Interlandi Matteo, Ekmekji Ari, Shah Kshitij, Gulzar Muhammad Ali, Tetali Sai Deep, Kim Miryung, Millstein Todd, Condie Tyson
Microsoft, Redmond, WA, USA.
Stanford University, Stanford, CA, USA.
VLDB J. 2018 Oct;27(5):595-615. doi: 10.1007/s00778-017-0474-5. Epub 2017 Aug 7.
Debugging data processing logic in data-intensive scalable computing (DISC) systems is a difficult and time-consuming effort. Today's DISC systems offer very little tooling for debugging programs, and as a result, programmers spend countless hours collecting evidence (e.g., from log files) and performing trial-and-error debugging. To aid this effort, we built , a library that enables -tracking data through transformations-in Apache Spark. Data scientists using the Titian Spark extension will be able to quickly identify the input data at the root cause of a potential bug or outlier result. Titian is built directly into the Spark platform and offers data provenance support at interactive speeds-orders of magnitude faster than alternative solutions-while minimally impacting Spark job performance; observed overheads for capturing data lineage rarely exceed 30% above the baseline job execution time.

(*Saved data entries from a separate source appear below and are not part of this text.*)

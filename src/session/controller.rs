use std::{
    sync::{Arc, Weak},
    time::Duration,
};

use chrono::{DateTime, Utc};
use log::{error, info};
use serde::{Deserialize, Serialize};
use tokio::{
    sync::{watch, Mutex},
    task::JoinHandle,
    time::Instant,
};

use crate::{
    analysis::prompts::DEFAULT_TASK,
    blocking::BlockingGate,
    blocklist::Blocklist,
    error::DeepWorkError,
    monitor::{MonitorController, SharedStatus, VerdictRecord},
};

use super::{
    confirmation::ConfirmationGate,
    state::{BreakSchedule, SessionMode, SessionState, SessionView},
};

pub const DEFAULT_BREAK_MINUTES: f64 = 5.0;

/// A requested mode change, as sent by the web UI or the console.
#[derive(Debug, Clone, Deserialize)]
pub struct ModeRequest {
    pub mode: SessionMode,
    #[serde(default)]
    pub confirmation: Option<String>,
    #[serde(default)]
    pub minutes: Option<f64>,
    #[serde(default)]
    pub task: Option<String>,
}

impl ModeRequest {
    pub fn new(mode: SessionMode) -> Self {
        Self {
            mode,
            confirmation: None,
            minutes: None,
            task: None,
        }
    }

    pub fn with_confirmation(mut self, phrase: impl Into<String>) -> Self {
        self.confirmation = Some(phrase.into());
        self
    }

    pub fn with_minutes(mut self, minutes: f64) -> Self {
        self.minutes = Some(minutes);
        self
    }
}

#[derive(Debug, Clone, Serialize)]
#[serde(rename_all = "camelCase")]
pub struct SessionSnapshot {
    pub mode: SessionMode,
    pub task: String,
    pub session_id: Option<String>,
    pub break_remaining_ms: Option<u64>,
    pub break_ends_at: Option<DateTime<Utc>>,
    pub last_verdict: Option<VerdictRecord>,
    pub frames_batched: usize,
    /// Only while ON.
    pub next_encouragement_ms: Option<u64>,
    pub last_error: Option<String>,
    pub monitor_error: Option<String>,
}

struct Core {
    state: SessionState,
    gate: BlockingGate,
    monitor: MonitorController,
    break_timer: Option<JoinHandle<()>>,
}

impl Core {
    fn cancel_break_timer(&mut self) {
        if let Some(handle) = self.break_timer.take() {
            handle.abort();
        }
    }
}

struct Inner {
    core: Mutex<Core>,
    confirmation: ConfirmationGate,
    view_tx: watch::Sender<SessionView>,
    monitor_status: SharedStatus,
}

/// Owns the session mode. Every transition holds the session lock from
/// validation to the last side effect, so concurrent requests serialize.
#[derive(Clone)]
pub struct SessionController {
    inner: Arc<Inner>,
}

impl SessionController {
    pub fn new(
        gate: BlockingGate,
        monitor: MonitorController,
        confirmation: ConfirmationGate,
        task: &str,
    ) -> Self {
        let state = SessionState::new(normalize_task(task));
        let (view_tx, _) = watch::channel(state.view());
        let monitor_status = monitor.status();

        Self {
            inner: Arc::new(Inner {
                core: Mutex::new(Core {
                    state,
                    gate,
                    monitor,
                    break_timer: None,
                }),
                confirmation,
                view_tx,
                monitor_status,
            }),
        }
    }

    pub async fn set_mode(&self, request: ModeRequest) -> Result<SessionSnapshot, DeepWorkError> {
        let mut core = self.inner.core.lock().await;

        match request.mode {
            SessionMode::On => self.inner.activate(&mut core)?,
            SessionMode::Off => self.leave(&mut core, request.confirmation.as_deref(), None)?,
            SessionMode::Break => {
                let duration = break_duration(request.minutes)?;
                self.leave(&mut core, request.confirmation.as_deref(), Some(duration))?;
            }
        }

        if let Some(task) = request.task {
            core.state.task = normalize_task(&task);
            self.inner.publish(&core);
        }

        Ok(self.inner.snapshot_of(&core).await)
    }

    pub async fn set_task(&self, task: &str) -> SessionSnapshot {
        let mut core = self.inner.core.lock().await;
        core.state.task = normalize_task(task);
        self.inner.publish(&core);
        info!("Task set to {:?}", core.state.task);
        self.inner.snapshot_of(&core).await
    }

    pub async fn snapshot(&self) -> SessionSnapshot {
        let core = self.inner.core.lock().await;
        self.inner.snapshot_of(&core).await
    }

    pub async fn blocklist(&self) -> Blocklist {
        self.inner.core.lock().await.gate.blocklist().clone()
    }

    /// Cancels the break timer, stops monitoring and lifts the block.
    pub async fn shutdown(&self) {
        let mut core = self.inner.core.lock().await;
        core.cancel_break_timer();
        core.monitor.stop();
        if let Err(err) = core.gate.disable() {
            error!("Failed to lift block on shutdown: {err}");
        }
        if core.state.mode != SessionMode::Off {
            core.state.enter_off();
        }
        self.inner.publish(&core);
        info!("Session shut down");
    }

    /// OFF or BREAK. Needs the phrase unless the session is already OFF.
    fn leave(
        &self,
        core: &mut Core,
        confirmation: Option<&str>,
        break_for: Option<Duration>,
    ) -> Result<(), DeepWorkError> {
        let from = core.state.mode;
        if from == SessionMode::Off && break_for.is_none() {
            return Ok(());
        }
        if from != SessionMode::Off {
            self.inner.confirmation.verify(confirmation)?;
        }

        if from == SessionMode::On {
            core.gate.disable()?;
            core.monitor.stop();
        }
        core.cancel_break_timer();

        match break_for {
            Some(duration) => {
                core.state.enter_break(BreakSchedule::starting_now(duration));
                core.break_timer = Some(spawn_break_timer(
                    Arc::downgrade(&self.inner),
                    core.state.generation,
                    duration,
                ));
                info!("Break started for {:?}", duration);
            }
            None => {
                core.state.enter_off();
                info!("Session OFF");
            }
        }

        self.inner.publish(core);
        Ok(())
    }
}

impl Inner {
    fn publish(&self, core: &Core) {
        self.view_tx.send_replace(core.state.view());
    }

    /// Enables the block, then switches to ON. On failure nothing changes.
    fn activate(&self, core: &mut Core) -> Result<(), DeepWorkError> {
        core.gate.enable()?;
        core.cancel_break_timer();
        core.state.enter_on();
        self.publish(core);
        core.monitor.start(self.view_tx.subscribe());
        info!("Session ON ({})", core.state.session_id.as_deref().unwrap_or("-"));
        Ok(())
    }

    async fn finish_break(&self, generation: u64) {
        let mut core = self.core.lock().await;
        if core.state.generation != generation || core.state.mode != SessionMode::Break {
            info!("Break timer superseded by a manual change");
            return;
        }

        // this task is the timer; drop the handle rather than abort ourselves
        core.break_timer = None;

        if let Err(err) = self.activate(&mut core) {
            error!("Could not re-enable blocking after break: {err}");
            core.state.enter_off();
            core.state.last_error = Some(err.to_string());
            self.publish(&core);
        } else {
            info!("Break over, blocking re-enabled");
        }
    }

    async fn snapshot_of(&self, core: &Core) -> SessionSnapshot {
        let status = self.monitor_status.lock().await;
        let now = Instant::now();
        let state = &core.state;

        SessionSnapshot {
            mode: state.mode,
            task: state.task.clone(),
            session_id: state.session_id.clone(),
            break_remaining_ms: state
                .break_schedule
                .as_ref()
                .map(|schedule| millis(schedule.remaining(now))),
            break_ends_at: state.break_schedule.as_ref().map(BreakSchedule::ends_at),
            last_verdict: status.last_verdict.clone(),
            frames_batched: status.frames_batched,
            next_encouragement_ms: (state.mode == SessionMode::On)
                .then(|| millis(status.until_encouragement(now))),
            last_error: state.last_error.clone(),
            monitor_error: status.last_error.clone(),
        }
    }
}

fn spawn_break_timer(inner: Weak<Inner>, generation: u64, duration: Duration) -> JoinHandle<()> {
    tokio::spawn(async move {
        tokio::time::sleep(duration).await;
        if let Some(inner) = inner.upgrade() {
            inner.finish_break(generation).await;
        }
    })
}

fn break_duration(minutes: Option<f64>) -> Result<Duration, DeepWorkError> {
    let minutes = minutes.unwrap_or(DEFAULT_BREAK_MINUTES);
    if !minutes.is_finite() || minutes <= 0.0 {
        return Err(DeepWorkError::InvalidBreakDuration(minutes));
    }
    Duration::try_from_secs_f64(minutes * 60.0)
        .map_err(|_| DeepWorkError::InvalidBreakDuration(minutes))
}

fn millis(duration: Duration) -> u64 {
    u64::try_from(duration.as_millis()).unwrap_or(u64::MAX)
}

fn normalize_task(task: &str) -> String {
    let task = task.trim();
    if task.is_empty() {
        DEFAULT_TASK.to_string()
    } else {
        task.to_string()
    }
}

在数据密集型可扩展计算(DISC)系统中调试数据处理逻辑是一项困难且耗时的工作。当今的DISC系统提供的用于调试程序的工具非常少,因此,程序员花费大量时间收集证据(例如从日志文件中收集)并进行反复调试。为了协助这项工作,我们构建了Titian,这是一个能够在Apache Spark中通过转换跟踪数据的库。使用Titian Spark扩展的数据科学家将能够快速识别潜在错误或异常结果根源处的输入数据。Titian直接内置于Spark平台中,以交互速度提供数据溯源支持,比其他替代解决方案快几个数量级,同时对Spark作业性能的影响最小;观察到的捕获数据沿袭的开销很少超过基线作业执行时间的30%。